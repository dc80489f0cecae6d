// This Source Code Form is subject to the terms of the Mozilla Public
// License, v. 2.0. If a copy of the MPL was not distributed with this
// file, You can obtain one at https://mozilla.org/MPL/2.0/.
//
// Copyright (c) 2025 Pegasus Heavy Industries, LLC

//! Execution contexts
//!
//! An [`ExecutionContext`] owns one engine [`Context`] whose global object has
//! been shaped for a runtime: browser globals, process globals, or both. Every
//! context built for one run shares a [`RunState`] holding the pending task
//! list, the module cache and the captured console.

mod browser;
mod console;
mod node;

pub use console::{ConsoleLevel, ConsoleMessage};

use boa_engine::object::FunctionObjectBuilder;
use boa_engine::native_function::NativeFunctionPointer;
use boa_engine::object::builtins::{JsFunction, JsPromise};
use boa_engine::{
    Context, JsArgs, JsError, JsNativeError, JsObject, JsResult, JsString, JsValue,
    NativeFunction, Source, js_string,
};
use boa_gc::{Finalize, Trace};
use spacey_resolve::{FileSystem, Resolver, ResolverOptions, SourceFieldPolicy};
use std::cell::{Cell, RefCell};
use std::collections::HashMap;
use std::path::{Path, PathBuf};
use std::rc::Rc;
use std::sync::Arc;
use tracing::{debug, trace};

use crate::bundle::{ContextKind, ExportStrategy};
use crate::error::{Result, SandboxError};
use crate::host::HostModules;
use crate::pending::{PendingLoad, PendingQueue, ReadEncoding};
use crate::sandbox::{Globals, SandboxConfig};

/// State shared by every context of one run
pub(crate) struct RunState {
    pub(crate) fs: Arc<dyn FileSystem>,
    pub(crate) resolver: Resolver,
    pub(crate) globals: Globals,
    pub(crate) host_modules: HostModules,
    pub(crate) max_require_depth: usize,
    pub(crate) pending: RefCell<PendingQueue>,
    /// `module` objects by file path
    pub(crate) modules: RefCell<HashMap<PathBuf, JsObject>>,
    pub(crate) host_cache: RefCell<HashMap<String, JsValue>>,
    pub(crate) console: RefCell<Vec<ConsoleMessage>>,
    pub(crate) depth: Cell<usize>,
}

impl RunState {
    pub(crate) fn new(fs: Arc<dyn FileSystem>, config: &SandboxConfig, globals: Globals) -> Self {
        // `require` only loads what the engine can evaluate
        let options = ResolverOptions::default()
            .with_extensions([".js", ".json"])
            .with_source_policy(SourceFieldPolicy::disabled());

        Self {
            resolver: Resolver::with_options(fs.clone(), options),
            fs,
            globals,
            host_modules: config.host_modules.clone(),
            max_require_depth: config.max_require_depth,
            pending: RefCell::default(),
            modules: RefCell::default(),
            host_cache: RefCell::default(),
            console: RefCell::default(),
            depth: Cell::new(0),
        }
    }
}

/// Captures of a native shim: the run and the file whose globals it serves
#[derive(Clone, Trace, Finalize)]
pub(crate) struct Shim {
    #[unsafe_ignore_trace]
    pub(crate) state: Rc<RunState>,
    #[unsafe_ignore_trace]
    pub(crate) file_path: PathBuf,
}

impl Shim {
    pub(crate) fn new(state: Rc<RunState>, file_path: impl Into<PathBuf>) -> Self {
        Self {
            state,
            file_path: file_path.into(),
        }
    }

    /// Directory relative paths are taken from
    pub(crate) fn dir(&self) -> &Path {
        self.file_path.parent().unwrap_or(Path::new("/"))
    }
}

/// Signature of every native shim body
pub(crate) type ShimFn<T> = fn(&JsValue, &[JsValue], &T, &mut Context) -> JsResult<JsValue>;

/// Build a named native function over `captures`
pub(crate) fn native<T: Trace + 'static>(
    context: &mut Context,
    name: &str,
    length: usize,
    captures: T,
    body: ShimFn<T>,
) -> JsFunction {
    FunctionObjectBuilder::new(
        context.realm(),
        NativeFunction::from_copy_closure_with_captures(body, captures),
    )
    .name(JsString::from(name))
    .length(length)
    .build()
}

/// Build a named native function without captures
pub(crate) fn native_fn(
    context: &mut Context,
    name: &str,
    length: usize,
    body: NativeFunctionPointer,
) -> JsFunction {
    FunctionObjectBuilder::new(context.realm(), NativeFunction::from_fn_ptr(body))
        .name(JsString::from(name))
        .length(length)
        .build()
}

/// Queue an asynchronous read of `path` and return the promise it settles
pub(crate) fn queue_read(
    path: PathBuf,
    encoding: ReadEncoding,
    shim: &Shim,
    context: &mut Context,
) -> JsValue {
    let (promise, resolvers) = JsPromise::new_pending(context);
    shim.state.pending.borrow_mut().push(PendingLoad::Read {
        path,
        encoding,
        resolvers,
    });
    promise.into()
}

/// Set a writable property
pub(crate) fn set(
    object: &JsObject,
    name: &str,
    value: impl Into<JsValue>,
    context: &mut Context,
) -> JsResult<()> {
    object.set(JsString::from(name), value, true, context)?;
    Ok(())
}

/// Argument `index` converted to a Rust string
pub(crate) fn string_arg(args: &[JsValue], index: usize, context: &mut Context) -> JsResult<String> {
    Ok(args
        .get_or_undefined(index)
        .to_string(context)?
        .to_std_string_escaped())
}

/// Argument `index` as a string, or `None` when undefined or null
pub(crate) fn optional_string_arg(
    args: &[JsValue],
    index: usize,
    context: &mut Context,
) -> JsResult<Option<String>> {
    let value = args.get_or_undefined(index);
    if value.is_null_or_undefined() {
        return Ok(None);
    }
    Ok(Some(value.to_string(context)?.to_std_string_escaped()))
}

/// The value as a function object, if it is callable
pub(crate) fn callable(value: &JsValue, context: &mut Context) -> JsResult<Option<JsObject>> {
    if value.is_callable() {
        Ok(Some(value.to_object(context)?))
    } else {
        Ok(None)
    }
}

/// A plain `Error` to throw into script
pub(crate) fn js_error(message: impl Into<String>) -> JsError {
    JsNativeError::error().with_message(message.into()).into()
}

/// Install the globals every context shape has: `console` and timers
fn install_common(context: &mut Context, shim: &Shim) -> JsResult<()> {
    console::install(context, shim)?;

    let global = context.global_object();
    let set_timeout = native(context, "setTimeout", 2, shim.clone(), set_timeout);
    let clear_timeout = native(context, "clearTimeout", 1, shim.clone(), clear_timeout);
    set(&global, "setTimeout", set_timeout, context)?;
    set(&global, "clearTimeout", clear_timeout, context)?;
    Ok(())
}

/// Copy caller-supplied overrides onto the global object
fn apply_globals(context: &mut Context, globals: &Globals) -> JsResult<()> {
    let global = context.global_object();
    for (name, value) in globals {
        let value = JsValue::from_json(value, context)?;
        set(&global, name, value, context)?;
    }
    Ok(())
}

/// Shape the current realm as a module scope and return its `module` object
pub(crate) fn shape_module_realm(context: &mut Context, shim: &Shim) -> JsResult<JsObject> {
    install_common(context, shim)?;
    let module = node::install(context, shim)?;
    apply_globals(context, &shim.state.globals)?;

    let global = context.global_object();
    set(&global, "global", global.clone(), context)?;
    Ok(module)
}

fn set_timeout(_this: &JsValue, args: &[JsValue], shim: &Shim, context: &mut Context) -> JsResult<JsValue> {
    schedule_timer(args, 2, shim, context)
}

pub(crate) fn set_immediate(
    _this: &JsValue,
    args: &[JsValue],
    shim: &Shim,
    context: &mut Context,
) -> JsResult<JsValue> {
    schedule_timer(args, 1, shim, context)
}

================================

### EXERCISE OBJECTIVE
Transcribe all the data word for word, as it appears above.

### THE COMPLETED TASK
repository dc80489f0cecae6d
// This Source Code Form is subject to the terms of the Mozilla Public
// License, v. 2.0. If a copy of the MPL was not distributed with this
// file, You can obtain one at https://mozilla.org/MPL/2.0/.
//
// Copyright (c) 2025 Pegasus Heavy Industries, LLC

//! Execution contexts
//!
//! An [`ExecutionContext`] owns one engine [`Context`] whose global object has
//! been shaped for a runtime: browser globals, process globals, or both. Every
//! context built for one run shares a [`RunState`] holding the pending task
//! list, the module cache and the captured console.

mod browser;
mod console;
mod node;

pub use console::{ConsoleLevel, ConsoleMessage};

use boa_engine::object::FunctionObjectBuilder;
use boa_engine::native_function::NativeFunctionPointer;
use boa_engine::object::builtins::{JsFunction, JsPromise};
use boa_engine::{
    Context, JsArgs, JsError, JsNativeError, JsObject, JsResult, JsString, JsValue,
    NativeFunction, Source, js_string,
};
use boa_gc::{Finalize, Trace};
use spacey_resolve::{FileSystem, Resolver, ResolverOptions, SourceFieldPolicy};
use std::cell::{Cell, RefCell};
use std::collections::HashMap;
use std::path::{Path, PathBuf};
use std::rc::Rc;
use std::sync::Arc;
use tracing::{debug, trace};

use crate::bundle::{ContextKind, ExportStrategy};
use crate::error::{Result, SandboxError};
use crate::host::HostModules;
use crate::pending::{PendingLoad, PendingQueue, ReadEncoding};
use crate::sandbox::{Globals, SandboxConfig};

/// State shared by every context of one run
pub(crate) struct RunState {
    pub(crate) fs: Arc<dyn FileSystem>,
    pub(crate) resolver: Resolver,
    pub(crate) globals: Globals,
    pub(crate) host_modules: HostModules,
    pub(crate) max_require_depth: usize,
    pub(crate) pending: RefCell<PendingQueue>,
    /// `module` objects by file path
    pub(crate) modules: RefCell<HashMap<PathBuf, JsObject>>,
    pub(crate) host_cache: RefCell<HashMap<String, JsValue>>,
    pub(crate) console: RefCell<Vec<ConsoleMessage>>,
    pub(crate) depth: Cell<usize>,
}

impl RunState {
    pub(crate) fn new(fs: Arc<dyn FileSystem>, config: &SandboxConfig, globals: Globals) -> Self {
        // `require` only loads what the engine can evaluate
        let options = ResolverOptions::default()
            .with_extensions([".js", ".json"])
            .with_source_policy(SourceFieldPolicy::disabled());

        Self {
            resolver: Resolver::with_options(fs.clone(), options),
            fs,
            globals,
            host_modules: config.host_modules.clone(),
            max_require_depth: config.max_require_depth,
            pending: RefCell::default(),
            modules: RefCell::default(),
            host_cache: RefCell::default(),
            console: RefCell::default(),
            depth: Cell::new(0),
        }
    }
}

/// Captures of a native shim: the run and the file whose globals it serves
#[derive(Clone, Trace, Finalize)]
pub(crate) struct Shim {
    #[unsafe_ignore_trace]
    pub(crate) state: Rc<RunState>,
    #[unsafe_ignore_trace]
    pub(crate) file_path: PathBuf,
}

impl Shim {
    pub(crate) fn new(state: Rc<RunState>, file_path: impl Into<PathBuf>) -> Self {
        Self {
            state,
            file_path: file_path.into(),
        }
    }

    /// Directory relative paths are taken from
    pub(crate) fn dir(&self) -> &Path {
        self.file_path.parent().unwrap_or(Path::new("/"))
    }
}

/// Signature of every native shim body
pub(crate) type ShimFn<T> = fn(&JsValue, &[JsValue], &T, &mut Context) -> JsResult<JsValue>;

/// Build a named native function over `captures`
pub(crate) fn native<T: Trace + 'static>(
    context: &mut Context,
    name: &str,
    length: usize,
    captures: T,
    body: ShimFn<T>,
) -> JsFunction {
    FunctionObjectBuilder::new(
        context.realm(),
        NativeFunction::from_copy_closure_with_captures(body, captures),
    )
    .name(JsString::from(name))
    .length(length)
    .build()
}

/// Build a named native function without captures
pub(crate) fn native_fn(
    context: &mut Context,
    name: &str,
    length: usize,
    body: NativeFunctionPointer,
) -> JsFunction {
    FunctionObjectBuilder::new(context.realm(), NativeFunction::from_fn_ptr(body))
        .name(JsString::from(name))
        .length(length)
        .build()
}

/// Queue an asynchronous read of `path` and return the promise it settles
pub(crate) fn queue_read(
    path: PathBuf,
    encoding: ReadEncoding,
    shim: &Shim,
    context: &mut Context,
) -> JsValue {
    let (promise, resolvers) = JsPromise::new_pending(context);
    shim.state.pending.borrow_mut().push(PendingLoad::Read {
        path,
        encoding,
        resolvers,
    });
    promise.into()
}

/// Set a writable property
pub(crate) fn set(
    object: &JsObject,
    name: &str,
    value: impl Into<JsValue>,
    context: &mut Context,
) -> JsResult<()> {
    object.set(JsString::from(name), value, true, context)?;
    Ok(())
}

/// Argument `index` converted to a Rust string
pub(crate) fn string_arg(args: &[JsValue], index: usize, context: &mut Context) -> JsResult<String> {
    Ok(args
        .get_or_undefined(index)
        .to_string(context)?
        .to_std_string_escaped())
}

/// Argument `index` as a string, or `None` when undefined or null
pub(crate) fn optional_string_arg(
    args: &[JsValue],
    index: usize,
    context: &mut Context,
) -> JsResult<Option<String>> {
    let value = args.get_or_undefined(index);
    if value.is_null_or_undefined() {
        return Ok(None);
    }
    Ok(Some(value.to_string(context)?.to_std_string_escaped()))
}

/// The value as a function object, if it is callable
pub(crate) fn callable(value: &JsValue, context: &mut Context) -> JsResult<Option<JsObject>> {
    if value.is_callable() {
        Ok(Some(value.to_object(context)?))
    } else {
        Ok(None)
    }
}

/// A plain `Error` to throw into script
pub(crate) fn js_error(message: impl Into<String>) -> JsError {
    JsNativeError::error().with_message(message.into()).into()
}

/// Install the globals every context shape has: `console` and timers
fn install_common(context: &mut Context, shim: &Shim) -> JsResult<()> {
    console::install(context, shim)?;

    let global = context.global_object();
    let set_timeout = native(context, "setTimeout", 2, shim.clone(), set_timeout);
    let clear_timeout = native(context, "clearTimeout", 1, shim.clone(), clear_timeout);
    set(&global, "setTimeout", set_timeout, context)?;
    set(&global, "clearTimeout", clear_timeout, context)?;
    Ok(())
}

/// Copy caller-supplied overrides onto the global object
fn apply_globals(context: &mut Context, globals: &Globals) -> JsResult<()> {
    let global = context.global_object();
    for (name, value) in globals {
        let value = JsValue::from_json(value, context)?;
        set(&global, name, value, context)?;
    }
    Ok(())
}

/// Shape the current realm as a module scope and return its `module` object
pub(crate) fn shape_module_realm(context: &mut Context, shim: &Shim) -> JsResult<JsObject> {
    install_common(context, shim)?;
    let module = node::install(context, shim)?;
    apply_globals(context, &shim.state.globals)?;

    let global = context.global_object();
    set(&global, "global", global.clone(), context)?;
    Ok(module)
}

fn set_timeout(_this: &JsValue, args: &[JsValue], shim: &Shim, context: &mut Context) -> JsResult<JsValue> {
    schedule_timer(args, 2, shim, context)
}

pub(crate) fn set_immediate(
    _this: &JsValue,
    args: &[JsValue],
    shim: &Shim,
    context: &mut Context,
) -> JsResult<JsValue> {
    schedule_timer(args, 1, shim, context)
}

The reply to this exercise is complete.